Born in Northern Italy in 59 BC, Livy wrote a 142-book history of Rome called Ab Urbe Condita (From the Founding of the City). As far as it is known, Livy never held public office but was somewhat acquainted with the emperor Augustus. It is also believed that Livy encouraged the future emperor Claudius in his historical studies. Most of Livy's original works were destroyed. Today, only books 1-10 and 21-45 survive. The second part consisted of ten books, which dealt with the conquest of Italy. Books 6 to 10 still exist from this section. In these remaining sections Rome recovers from her wars and, at the end of book 10, defeats the Etruscans in 295 BC. (Settis 1985, 30)
The Etruscan people are considered to be part of the Villanovan culture of the 9th and 8th centuries BC. There are many suggestions on their origin. Some scholars believe they were an indigenous group that had been in the area for some time. Others argue that they came from another location outside of Italy (Massa 1980, 2).
For example, some say that the Etruscans were part of the famous Pelasgians, or Sea Peoples of Lemnos. This is evidenced by the fact that the Pelasgians were a mixture of various peoples including some of the biblical Canaanites who later became the Phoenicians. This theory is supported by excavations on Lemnos that found a community dating to around 600 BC linking to the Etruscans. The inscription on a Lemnos Stele, dated 600 BCE and written in a language similar to Etruscan, was found in a warrior's tomb with weapons and pottery very similar to early Etrucia. The necropolis of the city contained 130 cremated burials. An early form of Etruscan Bucchero pottery was found in the women's burials. In addition, the people of Asia Minor used Bucchero clay as did the Etruscans. Likewise, daggers and axes of Cretan and Etruscan models were found in the male sites. (Bryce 1999)

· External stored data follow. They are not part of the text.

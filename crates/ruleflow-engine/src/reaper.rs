//! Temp-file reaper.
//!
//! Tracks, per temp output, which consumers still have to run. A temp file is
//! released for deletion exactly once: after its producer finished and every
//! waiting consumer reached a terminal state. Temp outputs that were
//! requested as targets are never tracked.

use std::collections::{BTreeMap, BTreeSet, HashMap};

use ruleflow_types::JobStatus;

use crate::graph::JobGraph;
use crate::job::JobId;
use crate::staleness::Plan;

#[derive(Debug)]
struct Entry {
    waiting: BTreeSet<JobId>,
    produced: bool,
}

#[derive(Debug, Default)]
pub struct TempReaper {
    entries: BTreeMap<String, Entry>,
    by_producer: HashMap<JobId, Vec<String>>,
    by_consumer: HashMap<JobId, Vec<String>>,
}

impl TempReaper {
    pub fn new(graph: &JobGraph, plan: &Plan) -> Self {
        let mut reaper = Self::default();
        for job in graph.jobs() {
            for out in job.outputs.iter().filter(|o| o.temp) {
                if graph.is_requested(&out.path) {
                    continue;
                }
                let waiting: BTreeSet<JobId> = graph
                    .dependents(job.id)
                    .iter()
                    .copied()
                    .filter(|&c| plan.needs_run(c) && graph.job(c).consumes(&out.path))
                    .collect();
                for &consumer in &waiting {
                    reaper
                        .by_consumer
                        .entry(consumer)
                        .or_default()
                        .push(out.path.clone());
                }
                reaper
                    .by_producer
                    .entry(job.id)
                    .or_default()
                    .push(out.path.clone());
                reaper.entries.insert(
                    out.path.clone(),
                    Entry {
                        waiting,
                        produced: false,
                    },
                );
            }
        }
        reaper
    }

    /// Number of temp files still tracked.
    pub fn pending(&self) -> usize {
        self.entries.len()
    }

    /// Record that `id` reached terminal `status`; return the temp paths that
    /// are now safe to delete.
    ///
    /// A producer that did not succeed or skip leaves nothing to reap, so its
    /// entries are dropped.
    pub fn job_finished(&mut self, id: JobId, status: JobStatus) -> Vec<String> {
        let mut touched = Vec::new();

        if let Some(paths) = self.by_producer.remove(&id) {
            for path in paths {
                if status.satisfies_dependents() {
                    if let Some(entry) = self.entries.get_mut(&path) {
                        entry.produced = true;
                    }
                    touched.push(path);
                } else {
                    self.entries.remove(&path);
                }
            }
        }

        if let Some(paths) = self.by_consumer.remove(&id) {
            for path in paths {
                if let Some(entry) = self.entries.get_mut(&path) {
                    entry.waiting.remove(&id);
                }
                touched.push(path);
            }
        }

        let mut released = Vec::new();
        for path in touched {
            let done = self
                .entries
                .get(&path)
                .is_some_and(|e| e.produced && e.waiting.is_empty());
            if done {
                self.entries.remove(&path);
                released.push(path);
            }
        }
        released
    }
}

Livy's theory is that the Etruscans came from the north and crossed the Alps. He says of this idea: "Even the Alpine populations have the same origin as the Etruscans, particularly the Raetians. The latter have been rendered savage by the very nature of the region, so much so that they have preserved nothing of their ancient fatherland except the accent, and even that in a very corrupt form." (1978 V, 33).
According to Bloch, the correct facts were used by Livy to arrive at the wrong conclusions (54). The presence of Etruscans in Raetia is certain. Yet it does not go back very far, nor to a hypothetical passage of the Etruscans through the Alpine valleys. It was only in the 4th century BC, when the Celtic invasion compelled the Etruscans of the Po plain to flee, that the latter sought refuge in the safe retreats offered by the Alpine foothills. In fact, Livy really did not mean to say much more, and the Etruscoid inscriptions of Raetia, which are all of a late date and not earlier than the 3rd century BC, can be perfectly well explained by this movement of Etruscan refugees towards the north.
Thus, none of the theories about the Etruscan origins is perfect. More information will be needed to make a definite conclusion. Most likely, the Etruscans were a combination of an indigenous group of people who were influenced by outside cultures. Even Livy was aware of the problems of writing a history of early Rome, admitting that: "Events before Rome was born have come down to us in old tales with more of the charm of poetry than of sound historical record, and such traditions I propose neither to affirm nor refute." One of these tales was that of Romulus and Remus. Livy is also careful to add that Roman legends describe men and women not as they are, but as they ought to be (1978 I, 6).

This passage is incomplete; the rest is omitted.